労働問題917 就業規則の不利益変更の合理性が肯定された裁判例を教えて下さい。

 賃金制度を年功序列型から成果主義型に変更した給与規程(就業規則)の効力が争われたノイズ研究所事件(東京高裁平成18年6月22日判決)をご紹介します。
 本件の成果主義賃金制度は、労働生産性を高めて企業の国際競争力を強化することを目指して導入したものであり、「高度の経営上の必要性」があり、変更内容も賃金原資総額を減少させるものではなく賃金原資の分配方法をより合理的なものに改めようとするもので、どの従業員も自己研鑽により昇格・昇級しうる機会が与えられていること、従業員への周知、組合との団体交渉の経過、経過措置などを総合考慮し、給与規程の変更による本件賃金制度の変更には合理性があると判断しました。

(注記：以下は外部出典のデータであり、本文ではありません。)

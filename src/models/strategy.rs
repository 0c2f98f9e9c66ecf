// src/models/strategy.rs

//! Extraction strategy selection.

/// How the text of a fetched document is obtained.
#[derive(Debug, Clone, Copy, PartialEq, Eq)]
pub enum ExtractionStrategy {
    /// Read the resource bytes verbatim as text
    PlainText,
    /// Convert a binary document format (PDF, PPTX) to text
    ConvertedDocument,
    /// Parse as HTML and collect the body's text content
    MarkupScrape,
}

impl ExtractionStrategy {
    /// Choose a strategy from the URL suffix.
    ///
    /// Total over all strings: anything that is not `.txt`, `.pdf`, or
    /// `.pptx` falls back to HTML scraping. Suffix matching is
    /// case-sensitive.
    pub fn classify(url: &str) -> Self {
        if url.ends_with(".txt") {
            Self::PlainText
        } else if url.ends_with(".pdf") || url.ends_with(".pptx") {
            Self::ConvertedDocument
        } else {
            Self::MarkupScrape
        }
    }
}

#[cfg(test)]
mod tests {
    use super::*;

    #[test]
    fn test_classify_plain_text() {
        assert_eq!(
            ExtractionStrategy::classify("https://example.com/notes.txt"),
            ExtractionStrategy::PlainText
        );
    }

    #[test]
    fn test_classify_converted_document() {
        assert_eq!(
            ExtractionStrategy::classify("https://example.com/report.pdf"),
            ExtractionStrategy::ConvertedDocument
        );
        assert_eq!(
            ExtractionStrategy::classify("https://example.com/deck.pptx"),
            ExtractionStrategy::ConvertedDocument
        );
    }

    #[test]
    fn test_classify_markup_fallback() {
        assert_eq!(
            ExtractionStrategy::classify("https://example.com/page.html"),
            ExtractionStrategy::MarkupScrape
        );
        assert_eq!(
            ExtractionStrategy::classify("https://example.com/"),
            ExtractionStrategy::MarkupScrape
        );
        assert_eq!(
            ExtractionStrategy::classify(""),
            ExtractionStrategy::MarkupScrape
        );
    }

    #[test]
    fn test_classify_is_case_sensitive() {
        // Uppercase suffixes are not recognized and fall back to scraping.
        assert_eq!(
            ExtractionStrategy::classify("https://example.com/REPORT.PDF"),
            ExtractionStrategy::MarkupScrape
        );
    }

    #[test]
    fn test_classify_query_string_defeats_suffix() {
        assert_eq!(
            ExtractionStrategy::classify("https://example.com/report.pdf?dl=1"),
            ExtractionStrategy::MarkupScrape
        );
    }
}
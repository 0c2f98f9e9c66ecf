// src/models/mod.rs

//! Domain models for the snoop application.

mod category;
mod strategy;

pub use category::{ScanSelection, ServiceCategory};
pub use strategy::ExtractionStrategy;
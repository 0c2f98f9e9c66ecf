// src/error.rs

//! Unified error handling for the snoop application.

use std::fmt;

use thiserror::Error;

/// Result type alias for snoop operations.
pub type Result<T> = std::result::Result<T, AppError>;

/// Unified application error type.
#[derive(Error, Debug)]
pub enum AppError {
    /// No usable input source was given
    #[error("Input error: {0}")]
    Input(String),

    /// I/O operation failed
    #[error("I/O error: {0}")]
    Io(#[from] std::io::Error),

    /// HTTP fetch failed
    #[error("Fetch error: {0}")]
    Fetch(#[from] reqwest::Error),

    /// TOML parsing failed
    #[error("TOML parse error: {0}")]
    Toml(#[from] toml::de::Error),

    /// Staged resource could not be read
    #[error("Read error for {path}: {message}")]
    Read { path: String, message: String },

    /// Document conversion failed
    #[error("Conversion error for {path}: {message}")]
    Conversion { path: String, message: String },

    /// Staging area error
    #[error("Staging error: {0}")]
    Staging(String),
}

impl AppError {
    /// Create an input error.
    pub fn input(message: impl Into<String>) -> Self {
        Self::Input(message.into())
    }

    /// Create a read error for a staged resource.
    pub fn read(path: impl Into<String>, message: impl fmt::Display) -> Self {
        Self::Read {
            path: path.into(),
            message: message.to_string(),
        }
    }

    /// Create a conversion error for a staged resource.
    pub fn conversion(path: impl Into<String>, message: impl fmt::Display) -> Self {
        Self::Conversion {
            path: path.into(),
            message: message.to_string(),
        }
    }

    /// Create a staging error.
    pub fn staging(message: impl Into<String>) -> Self {
        Self::Staging(message.into())
    }
}
// src/lib.rs

//! cloudsnoop Library

pub mod config;
pub mod error;
pub mod models;
pub mod pipeline;
pub mod services;
pub mod storage;
pub mod utils;
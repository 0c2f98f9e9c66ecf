// src/models/category.rs

//! Cloud-storage service categories and scan selection.

use std::collections::BTreeSet;
use std::sync::OnceLock;

use regex::Regex;

/// One recognized cloud-storage provider whose links the scanner looks for.
///
/// The derived `Ord` fixes the report order: Drive, SharePoint, Dropbox.
#[derive(Debug, Clone, Copy, PartialEq, Eq, PartialOrd, Ord, Hash)]
pub enum ServiceCategory {
    Drive,
    SharePoint,
    Dropbox,
}

impl ServiceCategory {
    /// All defined categories, in report order.
    pub const ALL: [ServiceCategory; 3] = [Self::Drive, Self::SharePoint, Self::Dropbox];

    /// Human-readable section label for the report.
    pub fn label(&self) -> &'static str {
        match self {
            Self::Drive => "Google Drive links",
            Self::SharePoint => "SharePoint links",
            Self::Dropbox => "Dropbox links",
        }
    }

    /// Link-matching pattern for this category.
    ///
    /// Matches are terminated at the first whitespace, quote, or
    /// angle-bracket character. Scheme and host matching is case-sensitive.
    pub fn pattern(&self) -> &'static str {
        match self {
            Self::Drive => r#"https?://drive\.google\.com/[^\s"'>]+"#,
            Self::SharePoint => {
                r#"https?://([a-z0-9\-]+\.|)(my\.|team\.|)[a-z0-9\-]+\.sharepoint\.com/[^\s"'>]+"#
            }
            // Looser than the others: dropbox.com may sit anywhere in the host.
            Self::Dropbox => r#"https?://[^\s"'>]+dropbox\.com/[^\s"'>]+"#,
        }
    }

    /// Compiled link matcher for this category.
    ///
    /// Compiled once per category for the lifetime of the process; the
    /// patterns are constants and every one is pinned by a test.
    pub fn matcher(&self) -> &'static Regex {
        static DRIVE: OnceLock<Regex> = OnceLock::new();
        static SHAREPOINT: OnceLock<Regex> = OnceLock::new();
        static DROPBOX: OnceLock<Regex> = OnceLock::new();

        let cell = match self {
            Self::Drive => &DRIVE,
            Self::SharePoint => &SHAREPOINT,
            Self::Dropbox => &DROPBOX,
        };
        cell.get_or_init(|| Regex::new(self.pattern()).expect("category pattern is valid"))
    }

    /// Parse a selection token into a category.
    pub fn from_token(token: &str) -> Option<Self> {
        match token {
            "drive" => Some(Self::Drive),
            "sharepoint" => Some(Self::SharePoint),
            "dropbox" => Some(Self::Dropbox),
            _ => None,
        }
    }
}

/// The set of categories enabled for one run.
///
/// Parsed once from the `--snoop` string at startup.
#[derive(Debug, Clone, PartialEq, Eq)]
pub struct ScanSelection {
    categories: BTreeSet<ServiceCategory>,
}

impl ScanSelection {
    /// Parse a comma-separated selection string.
    ///
    /// The reserved token `all` enables every category regardless of other
    /// entries. Unknown tokens are ignored with a warning.
    pub fn parse(input: &str) -> Self {
        let mut categories = BTreeSet::new();

        for token in input.split(',') {
            let token = token.trim();
            if token.is_empty() {
                continue;
            }
            if token == "all" {
                return Self::all();
            }
            match ServiceCategory::from_token(token) {
                Some(category) => {
                    categories.insert(category);
                }
                None => log::warn!("Ignoring unknown snoop category: {}", token),
            }
        }

        Self { categories }
    }

    /// A selection containing every defined category.
    pub fn all() -> Self {
        Self {
            categories: ServiceCategory::ALL.into_iter().collect(),
        }
    }

    /// Whether a category is enabled.
    pub fn contains(&self, category: ServiceCategory) -> bool {
        self.categories.contains(&category)
    }

    /// Whether no category is enabled.
    pub fn is_empty(&self) -> bool {
        self.categories.is_empty()
    }
}

impl Default for ScanSelection {
    /// Drive alone, matching the CLI default.
    fn default() -> Self {
        Self {
            categories: BTreeSet::from([ServiceCategory::Drive]),
        }
    }
}

#[cfg(test)]
mod tests {
    use super::*;

    #[test]
    fn test_parse_single_category() {
        let selection = ScanSelection::parse("drive");
        assert!(selection.contains(ServiceCategory::Drive));
        assert!(!selection.contains(ServiceCategory::SharePoint));
        assert!(!selection.contains(ServiceCategory::Dropbox));
    }

    #[test]
    fn test_parse_multiple_with_whitespace() {
        let selection = ScanSelection::parse("sharepoint, dropbox");
        assert!(!selection.contains(ServiceCategory::Drive));
        assert!(selection.contains(ServiceCategory::SharePoint));
        assert!(selection.contains(ServiceCategory::Dropbox));
    }

    #[test]
    fn test_parse_all_overrides_other_entries() {
        let selection = ScanSelection::parse("drive,all");
        assert_eq!(selection, ScanSelection::all());
    }

    #[test]
    fn test_parse_unknown_tokens_ignored() {
        let selection = ScanSelection::parse("drive,onedrive");
        assert!(selection.contains(ServiceCategory::Drive));
        assert!(!selection.contains(ServiceCategory::SharePoint));
    }

    #[test]
    fn test_parse_empty_selection() {
        let selection = ScanSelection::parse("");
        assert!(selection.is_empty());
    }

    #[test]
    fn test_default_is_drive_only() {
        let selection = ScanSelection::default();
        assert!(selection.contains(ServiceCategory::Drive));
        assert!(!selection.contains(ServiceCategory::Dropbox));
    }

    #[test]
    fn test_every_pattern_compiles() {
        for category in ServiceCategory::ALL {
            assert!(regex::Regex::new(category.pattern()).is_ok());
        }
    }

    #[test]
    fn test_matcher_is_compiled_once_per_category() {
        for category in ServiceCategory::ALL {
            assert!(std::ptr::eq(category.matcher(), category.matcher()));
        }
    }
}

 もっとも、代償措置、経過措置に対する判断の違いから、第一審では合理性を否定されました。具体的には、本件で定められていた代償措置、経過措置は、従前の給料を下回る者については、1年目は下回った額の100%、2年目は50%、3年目以降はゼロというもので、第一審は「2年間は余りに短く、減少額も急激であって、代償措置としては不十分である。」と説示し、合理性を否定しました。しかし、控訴審は「経過措置は、いささか性急なものであり、柔軟性に欠ける嫌いがないとはいえないのであるが、それなりの緩和措置としての意義を有する」として、合理性を肯定しました。
 重要なポイントは、賃金制度の内容が成果主義・能力主義に見合ったものとなっているかという点です。成果主義とする以上、昇格・昇給について平等な機会が与えられる必要があり、ある一部の労働者(例えば高年齢層)についてのみ不利益が及ぶということがないよう注意しましょう。